[Data in this exercise Boundary: Start]

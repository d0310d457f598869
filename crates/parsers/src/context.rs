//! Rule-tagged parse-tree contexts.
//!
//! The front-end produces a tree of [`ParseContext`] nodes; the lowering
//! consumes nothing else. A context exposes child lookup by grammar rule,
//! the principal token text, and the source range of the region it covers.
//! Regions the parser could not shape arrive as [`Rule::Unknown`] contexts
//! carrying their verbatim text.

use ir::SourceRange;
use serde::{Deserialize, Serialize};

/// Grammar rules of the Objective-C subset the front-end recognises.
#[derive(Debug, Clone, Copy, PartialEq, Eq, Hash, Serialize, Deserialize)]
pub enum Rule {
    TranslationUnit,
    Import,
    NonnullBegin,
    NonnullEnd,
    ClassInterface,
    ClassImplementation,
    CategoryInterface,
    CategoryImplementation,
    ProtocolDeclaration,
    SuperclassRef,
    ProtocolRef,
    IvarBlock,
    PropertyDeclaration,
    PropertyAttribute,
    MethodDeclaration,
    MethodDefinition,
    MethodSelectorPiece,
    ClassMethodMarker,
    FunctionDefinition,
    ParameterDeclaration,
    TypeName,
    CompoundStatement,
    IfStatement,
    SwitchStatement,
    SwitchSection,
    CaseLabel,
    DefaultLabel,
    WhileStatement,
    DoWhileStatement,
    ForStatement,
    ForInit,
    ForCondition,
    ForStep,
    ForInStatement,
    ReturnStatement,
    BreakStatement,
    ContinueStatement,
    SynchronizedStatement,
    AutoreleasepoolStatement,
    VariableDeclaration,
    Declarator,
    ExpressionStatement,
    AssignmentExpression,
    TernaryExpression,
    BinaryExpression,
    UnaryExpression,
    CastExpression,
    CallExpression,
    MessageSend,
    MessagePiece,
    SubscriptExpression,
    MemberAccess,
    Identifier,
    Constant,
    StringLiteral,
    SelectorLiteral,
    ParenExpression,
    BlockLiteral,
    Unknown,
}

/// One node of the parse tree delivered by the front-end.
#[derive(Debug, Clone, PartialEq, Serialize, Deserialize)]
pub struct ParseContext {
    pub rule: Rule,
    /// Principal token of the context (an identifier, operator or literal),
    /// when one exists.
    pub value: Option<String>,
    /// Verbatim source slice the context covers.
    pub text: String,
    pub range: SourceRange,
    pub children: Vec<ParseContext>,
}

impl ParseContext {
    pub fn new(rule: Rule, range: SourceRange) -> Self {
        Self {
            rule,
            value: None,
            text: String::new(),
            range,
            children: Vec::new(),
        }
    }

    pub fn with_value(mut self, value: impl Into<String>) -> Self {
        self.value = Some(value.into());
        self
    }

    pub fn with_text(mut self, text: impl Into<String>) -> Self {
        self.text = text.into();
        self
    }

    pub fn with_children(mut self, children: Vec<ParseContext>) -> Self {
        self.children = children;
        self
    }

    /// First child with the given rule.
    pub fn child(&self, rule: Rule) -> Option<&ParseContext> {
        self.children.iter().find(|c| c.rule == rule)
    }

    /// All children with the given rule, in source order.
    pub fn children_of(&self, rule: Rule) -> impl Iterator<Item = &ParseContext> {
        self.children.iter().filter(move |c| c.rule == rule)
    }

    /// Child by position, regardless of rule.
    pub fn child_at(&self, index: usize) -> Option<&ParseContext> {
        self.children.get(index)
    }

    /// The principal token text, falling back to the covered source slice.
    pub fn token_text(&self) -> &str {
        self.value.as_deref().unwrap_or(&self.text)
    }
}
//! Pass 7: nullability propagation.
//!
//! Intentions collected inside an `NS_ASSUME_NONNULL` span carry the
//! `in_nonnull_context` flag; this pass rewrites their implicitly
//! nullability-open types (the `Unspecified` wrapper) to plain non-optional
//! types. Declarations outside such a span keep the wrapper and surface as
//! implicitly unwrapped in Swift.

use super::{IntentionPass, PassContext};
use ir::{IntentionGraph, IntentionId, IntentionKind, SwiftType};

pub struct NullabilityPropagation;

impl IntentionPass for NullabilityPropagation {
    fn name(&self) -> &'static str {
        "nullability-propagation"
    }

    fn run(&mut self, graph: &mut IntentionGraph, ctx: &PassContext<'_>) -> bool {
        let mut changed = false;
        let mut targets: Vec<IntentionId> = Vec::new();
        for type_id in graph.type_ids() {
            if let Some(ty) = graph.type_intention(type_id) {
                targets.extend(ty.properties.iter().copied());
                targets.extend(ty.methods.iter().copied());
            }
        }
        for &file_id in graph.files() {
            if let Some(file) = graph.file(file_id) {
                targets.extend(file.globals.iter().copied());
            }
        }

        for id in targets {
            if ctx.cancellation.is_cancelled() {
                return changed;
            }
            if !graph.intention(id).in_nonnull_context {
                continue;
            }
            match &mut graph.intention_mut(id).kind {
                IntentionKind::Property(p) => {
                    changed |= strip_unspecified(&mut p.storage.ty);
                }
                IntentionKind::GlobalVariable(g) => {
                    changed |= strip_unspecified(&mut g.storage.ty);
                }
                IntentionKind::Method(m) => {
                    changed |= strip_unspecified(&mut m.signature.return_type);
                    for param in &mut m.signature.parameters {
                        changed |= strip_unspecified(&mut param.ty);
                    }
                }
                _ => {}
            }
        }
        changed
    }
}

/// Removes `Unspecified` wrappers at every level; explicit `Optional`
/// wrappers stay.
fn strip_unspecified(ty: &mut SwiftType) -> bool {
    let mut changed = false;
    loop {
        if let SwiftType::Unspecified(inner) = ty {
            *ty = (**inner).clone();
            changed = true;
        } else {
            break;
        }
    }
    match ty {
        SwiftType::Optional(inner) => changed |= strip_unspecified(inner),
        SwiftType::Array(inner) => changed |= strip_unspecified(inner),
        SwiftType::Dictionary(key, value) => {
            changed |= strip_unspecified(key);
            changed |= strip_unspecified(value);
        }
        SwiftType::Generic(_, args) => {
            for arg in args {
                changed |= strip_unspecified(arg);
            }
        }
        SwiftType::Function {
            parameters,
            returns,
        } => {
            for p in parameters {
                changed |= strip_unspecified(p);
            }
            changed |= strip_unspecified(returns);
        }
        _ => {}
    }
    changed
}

[Data in this exercise Boundary: End]

*Exercise goal*
Tally the lines of the listing above that contain the word "extend" and state the result as a bare number.

*Reply to the task*
3